Match the word "docs". Return each line of the data below where it appears.

Records from a data source:
□ □ □

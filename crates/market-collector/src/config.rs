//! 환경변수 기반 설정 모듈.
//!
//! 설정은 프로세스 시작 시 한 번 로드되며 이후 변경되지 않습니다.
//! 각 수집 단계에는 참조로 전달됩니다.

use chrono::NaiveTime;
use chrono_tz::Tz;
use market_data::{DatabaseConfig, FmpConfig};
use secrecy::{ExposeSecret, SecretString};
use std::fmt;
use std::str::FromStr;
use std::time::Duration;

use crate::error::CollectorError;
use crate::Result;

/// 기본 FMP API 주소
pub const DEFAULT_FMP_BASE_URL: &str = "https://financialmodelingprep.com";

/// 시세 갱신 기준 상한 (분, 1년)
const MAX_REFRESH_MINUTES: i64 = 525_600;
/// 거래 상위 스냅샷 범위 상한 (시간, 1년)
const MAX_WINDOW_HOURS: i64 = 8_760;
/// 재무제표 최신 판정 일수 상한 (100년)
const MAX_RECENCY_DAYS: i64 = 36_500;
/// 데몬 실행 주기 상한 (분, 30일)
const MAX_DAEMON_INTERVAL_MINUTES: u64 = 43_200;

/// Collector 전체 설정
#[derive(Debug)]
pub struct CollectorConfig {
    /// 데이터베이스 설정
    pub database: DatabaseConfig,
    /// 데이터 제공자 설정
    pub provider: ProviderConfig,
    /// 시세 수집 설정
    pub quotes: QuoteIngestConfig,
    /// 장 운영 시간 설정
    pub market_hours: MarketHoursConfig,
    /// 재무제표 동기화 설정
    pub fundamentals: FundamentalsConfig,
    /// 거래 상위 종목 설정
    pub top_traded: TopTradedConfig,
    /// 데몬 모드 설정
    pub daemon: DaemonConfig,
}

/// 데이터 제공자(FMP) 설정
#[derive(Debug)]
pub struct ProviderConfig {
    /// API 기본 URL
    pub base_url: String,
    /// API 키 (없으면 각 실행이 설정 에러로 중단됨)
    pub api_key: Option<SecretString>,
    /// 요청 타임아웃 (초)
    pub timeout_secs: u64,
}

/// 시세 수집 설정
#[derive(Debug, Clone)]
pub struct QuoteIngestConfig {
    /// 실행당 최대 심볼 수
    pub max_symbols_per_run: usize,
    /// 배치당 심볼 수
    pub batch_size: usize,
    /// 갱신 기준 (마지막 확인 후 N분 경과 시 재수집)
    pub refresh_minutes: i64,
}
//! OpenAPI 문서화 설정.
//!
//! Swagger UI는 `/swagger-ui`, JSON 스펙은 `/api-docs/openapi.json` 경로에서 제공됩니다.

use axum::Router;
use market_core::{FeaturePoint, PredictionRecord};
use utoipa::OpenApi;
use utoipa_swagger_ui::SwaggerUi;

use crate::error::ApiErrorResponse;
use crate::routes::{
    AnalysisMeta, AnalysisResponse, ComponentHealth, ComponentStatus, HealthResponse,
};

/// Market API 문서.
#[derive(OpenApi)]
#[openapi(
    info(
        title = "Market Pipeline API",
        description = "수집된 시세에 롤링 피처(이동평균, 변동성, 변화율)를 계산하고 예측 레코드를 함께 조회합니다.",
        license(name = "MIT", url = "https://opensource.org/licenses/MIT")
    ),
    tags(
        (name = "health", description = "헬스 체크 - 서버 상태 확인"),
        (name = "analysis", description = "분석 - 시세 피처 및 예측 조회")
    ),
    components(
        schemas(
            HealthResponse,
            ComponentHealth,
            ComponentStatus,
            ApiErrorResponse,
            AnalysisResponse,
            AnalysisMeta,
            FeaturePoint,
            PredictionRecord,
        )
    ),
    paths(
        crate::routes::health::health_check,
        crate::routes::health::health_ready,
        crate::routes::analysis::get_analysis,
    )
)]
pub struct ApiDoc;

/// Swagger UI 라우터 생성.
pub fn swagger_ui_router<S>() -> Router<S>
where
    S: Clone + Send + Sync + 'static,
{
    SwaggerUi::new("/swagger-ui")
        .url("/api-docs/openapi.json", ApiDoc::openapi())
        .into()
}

□ □ □

> **RESULT FOR THIS EXERCISE**
//! Swagger UI는 `/swagger-ui`, JSON 스펙은 `/api-docs/openapi.json` 경로에서 제공됩니다.
        .url("/api-docs/openapi.json", ApiDoc::openapi())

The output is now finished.